OutABox’s website is currently down, though whether this is a result of the incident or due to other circumstances is unknown.

Meanwhile, an anonymous individual has created a website detailing the means and motive of the alleged cyber attack, along with a searchable database of affected individuals. However, it is unclear what relationship the site and its creator have to the attack or to OutABox itself. Cyber Daily understands that the information the site presents may not be accurate, despite being widely reported in the media.

However, given the impact of the possible breach, ClubsNSW has said it is concerned over the possible loss of personal data used to identify and sign in club patrons.

“ClubsNSW has been made aware of a cyber security incident involving a third-party IT provider commonly used by hospitality venues, including fewer than 20 clubs,” a ClubsNSW spokesperson said in a widely reported statement.

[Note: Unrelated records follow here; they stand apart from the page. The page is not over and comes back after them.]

//! Database Migrations
//!
//! Handles schema creation and versioned migrations.

use sqlx::sqlite::SqlitePool;
use sqlx::Row;
use tracing::{info, warn};

/// Current database schema version
pub const SCHEMA_VERSION: i32 = 4;

/// Run all pending migrations
pub async fn run_migrations(pool: &SqlitePool) -> Result<(), sqlx::Error> {
    sqlx::query(
        r#"
        CREATE TABLE IF NOT EXISTS _migrations (
            version INTEGER PRIMARY KEY,
            name TEXT NOT NULL,
            applied_at TEXT NOT NULL DEFAULT (datetime('now'))
        )
        "#,
    )
    .execute(pool)
    .await?;

    let current_version = get_current_version(pool).await?;

    info!(current_version, target_version = SCHEMA_VERSION, "Checking database migrations");

    if current_version < SCHEMA_VERSION {
        info!("Running database migrations from v{} to v{}", current_version, SCHEMA_VERSION);

        for version in (current_version + 1)..=SCHEMA_VERSION {
            run_migration(pool, version).await?;
        }

        info!("Database migrations completed successfully");
    }

    Ok(())
}

/// Get the current schema version
pub async fn get_current_version(pool: &SqlitePool) -> Result<i32, sqlx::Error> {
    let result = sqlx::query("SELECT MAX(version) as version FROM _migrations")
        .fetch_optional(pool)
        .await?;

    Ok(result
        .and_then(|row| row.try_get::<i32, _>("version").ok())
        .unwrap_or(0))
}

/// Apply one migration and record it, atomically
async fn run_migration(pool: &SqlitePool, version: i32) -> Result<(), sqlx::Error> {
    let (name, sql) = match version {
        1 => ("initial_schema", MIGRATION_V1),
        2 => ("user_color", MIGRATION_V2),
        3 => ("effect_styles", MIGRATION_V3),
        4 => ("collaboration_notes", MIGRATION_V4),
        _ => {
            warn!("Unknown migration version: {}", version);
            return Ok(());
        }
    };

    info!("Applying migration v{}: {}", version, name);

    let mut tx = pool.begin().await?;
    for statement in sql.split(';').filter(|s| !s.trim().is_empty()) {
        sqlx::query(statement.trim()).execute(&mut *tx).await?;
    }

    sqlx::query("INSERT INTO _migrations (version, name) VALUES (?, ?)")
        .bind(version)
        .bind(name)
        .execute(&mut *tx)
        .await?;
    tx.commit().await?;

    Ok(())
}

/// Migration v1: users, design config metadata, approved configs
const MIGRATION_V1: &str = r#"
CREATE TABLE IF NOT EXISTS users (
    id INTEGER PRIMARY KEY AUTOINCREMENT,
    username TEXT NOT NULL UNIQUE,
    email TEXT NOT NULL UNIQUE,
    hashed_password TEXT NOT NULL,
    role TEXT NOT NULL DEFAULT 'player',
    is_active INTEGER NOT NULL DEFAULT 1,
    created_at TEXT NOT NULL,
    updated_at TEXT
);

CREATE TABLE IF NOT EXISTS configs (
    id INTEGER PRIMARY KEY AUTOINCREMENT,
    name TEXT NOT NULL,
    config_type TEXT NOT NULL,
    owner_id INTEGER NOT NULL REFERENCES users(id) ON DELETE CASCADE,
    github_path TEXT,
    github_sha TEXT,
    description TEXT,
    tags TEXT,
    is_approved INTEGER NOT NULL DEFAULT 0,
    approved_at TEXT,
    approved_by_id INTEGER REFERENCES users(id) ON DELETE SET NULL,
    created_at TEXT NOT NULL,
    updated_at TEXT
);

CREATE INDEX IF NOT EXISTS idx_configs_owner_type ON configs(owner_id, config_type);
CREATE INDEX IF NOT EXISTS idx_configs_approved ON configs(is_approved);

CREATE TABLE IF NOT EXISTS approved_configs (
    id INTEGER PRIMARY KEY AUTOINCREMENT,
    name TEXT NOT NULL,
    config_type TEXT NOT NULL,
    config_content TEXT NOT NULL,
    source_config_id INTEGER REFERENCES configs(id) ON DELETE SET NULL,
    github_path TEXT,
    github_sha TEXT,
    description TEXT,
    tags TEXT,
    approved_by_id INTEGER REFERENCES users(id) ON DELETE SET NULL,
    approved_at TEXT NOT NULL,
    updated_at TEXT,
    UNIQUE(name, config_type)
);

CREATE INDEX IF NOT EXISTS idx_approved_type ON approved_configs(config_type)
"#;

/// Migration v2: per-user highlight color for the collaboration panel
const MIGRATION_V2: &str = r#"
ALTER TABLE users ADD COLUMN user_color TEXT
"#;

/// Migration v3: effect style library
const MIGRATION_V3: &str = r#"
CREATE TABLE IF NOT EXISTS effect_styles (
    id INTEGER PRIMARY KEY AUTOINCREMENT,
    name TEXT NOT NULL,
    style_type TEXT NOT NULL,
    subtype TEXT NOT NULL,
    description TEXT,
    process_verb TEXT,
    execution_probability REAL NOT NULL DEFAULT 1.0,
    effector_config TEXT NOT NULL,
    style_attributes TEXT,
    created_by_id INTEGER REFERENCES users(id) ON DELETE SET NULL,
    created_at TEXT NOT NULL,
    updated_at TEXT
);

CREATE INDEX IF NOT EXISTS idx_effect_styles_type ON effect_styles(style_type)
"#;

/// Migration v4: shared notes, one per designer type
const MIGRATION_V4: &str = r#"
CREATE TABLE IF NOT EXISTS collaboration_notes (
    id INTEGER PRIMARY KEY AUTOINCREMENT,
    designer_type TEXT NOT NULL UNIQUE,
    content TEXT NOT NULL DEFAULT '',
    created_by_id INTEGER REFERENCES users(id) ON DELETE SET NULL,
    updated_by_id INTEGER REFERENCES users(id) ON DELETE SET NULL,
    created_at TEXT NOT NULL,
    updated_at TEXT
)
"#;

“While limited information is currently known, we understand that some personal information of patrons of the clubs that use this IT provider may have been compromised. The clubs concerned are working towards notifying all impacted patrons.

“We wish to assure club members that additional updates will be provided once further details are confirmed. In the interim, club patrons are advised to take extra caution when reviewing emails or texts and to avoid clicking on any suspicious or unfamiliar links.”

NSW Police has confirmed it is investigating the incident, and David Harris – NSW’s gaming and racing minister – has also expressed concern.

“We’re really concerned about the potential impact on individuals, and we will encourage clubs and hospitality venues to notify patrons whose information might be affected,” Harris said in a statement.

A spokesperson for the Merivale group of venues, which has been implicated in the leak, has said that so far no Merivale customer data has been affected.

“We are taking this matter seriously and do not believe that our customer data has been compromised in this third-party data breach, based on the information available to us at this time,” a spokesperson said.

Central Coast Leagues Club CEO Edward Camilleri, however, has said that while he is concerned, his club only used OutABox's services for a short period of time.

"The impacted provider supplied technology and services to assist us with our Club sign-in process from June 2021 to February 2023… The products used have been removed from the Club," Camilleri said in a statement to media.

He added that some “personal information of members and visitors of clubs may have been compromised”.

"We are of course concerned and are taking urgent action to protect our members, guests and patrons. We wish to assure club members and guests that additional updates will be provided once further details are confirmed. In the interim, club patrons are advised to take extra caution when reviewing emails or texts and to avoid clicking on any suspicious or unfamiliar links."

NSW Police also released a statement on Thursday afternoon, saying it is aware of a site hosting the data breach.

"Detectives are working closely with other federal and state agencies to contain the breach and have the site taken offline as a matter of priority," said Detective Acting Superintendent Gillian Lister, Commander of the NSW Police's cybercrime squad.

"Now is the optimal time to make sure your cyber hygiene is good; you have strong passwords and are using two-factor authentication where possible. If you think your details may have been compromised, use extra caution when reviewing emails or texts and never click on a suspicious or unfamiliar link."

UPDATE 02/05/24: Updated throughout the day with further commentary.